> Problem details: Filter the records below for the word "allocator". Copy each line that holds it.

--- Materials provided ---

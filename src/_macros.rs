/// Like [`panic!`], but meant for undefined behavior which might be worth using [`core::hint::unreachable_unchecked`] on in the future.
macro_rules! ub {
    ( $($tt:tt)* ) => {{
        $crate::_macros::maybe_eventually_sometimes_unreachable();
        panic!($($tt)*);
    }};
}



/// ### Safety
///
/// In the future, this may be equivalent to [`core::hint::unreachable_unchecked`] in some builds.
pub unsafe fn maybe_eventually_sometimes_unreachable() {}



/// Construct an [`ASlice`](crate::ASlice) from a fixed list of values, moving each value into the new buffer.
///
/// Expands to <code>[ASlice::try_from_array]\(\[...\]\)</code> (or [`try_from_array_in`](crate::ASlice::try_from_array_in) for the `in allocator;` form),
/// so the result is a <code>[Result]&lt;[ASlice](crate::ASlice), \_&gt;</code>.
///
/// ## Examples
/// ```
/// use islice::{aslice, ASlice, allocator::alloc::Global};
/// let s : ASlice<u32, Global> = aslice![1, 2, 3, 4, 5].unwrap();
/// assert_eq!(s.len(), 5);
/// assert_eq!(s.capacity(), 5);
/// assert_eq!(*s.get(2).unwrap(), 3);
///
/// let s = aslice![in Global; "a", "b"].unwrap();
/// assert_eq!(s.as_slice(), ["a", "b"]);
/// ```
///
/// [ASlice::try_from_array]: crate::ASlice::try_from_array
#[macro_export] macro_rules! aslice {
    ( in $allocator:expr; $($value:expr),* $(,)? ) => {
        $crate::ASlice::try_from_array_in([$($value),*], $allocator)
    };
    ( $($value:expr),* $(,)? ) => {
        $crate::ASlice::try_from_array([$($value),*])
    };
}
#![cfg(feature = "c")]
//! [`Malloc`]
//!
//! | Rust                          | C                     |
//! | ------------------------------| ----------------------|
//! | [`fat::Alloc::alloc_uninit`]  | [`malloc`](https://en.cppreference.com/w/c/memory/malloc) |
//! | [`fat::Alloc::alloc_zeroed`]  | [`calloc`](https://en.cppreference.com/w/c/memory/calloc) |
//! | [`fat::Free::free`]           | [`free`](https://en.cppreference.com/w/c/memory/free)     |

#[cfg(doc)] use crate::*;

mod malloc;         pub use malloc::Malloc;
//! [`ASlice`] (owning, fixed capacity) and [`SliceView`] / [`SliceViewMut`] (borrowing)

mod raw;                    pub(crate) use raw::RawBuf;
mod builder;                pub(crate) use builder::Builder;
mod element;                pub use element::*;

mod aslice;                 pub use aslice::*;
mod aslice_bytemuck;
mod aslice_clone;
mod aslice_fmt;             pub use aslice_fmt::Dump;
mod aslice_index;
mod view;                   pub use view::*;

---

> Answer to the problem:
/// Expands to <code>[ASlice::try_from_array]\(\[...\]\)</code> (or [`try_from_array_in`](crate::ASlice::try_from_array_in) for the `in allocator;` form),
/// use islice::{aslice, ASlice, allocator::alloc::Global};
    ( in $allocator:expr; $($value:expr),* $(,)? ) => {
        $crate::ASlice::try_from_array_in([$($value),*], $allocator)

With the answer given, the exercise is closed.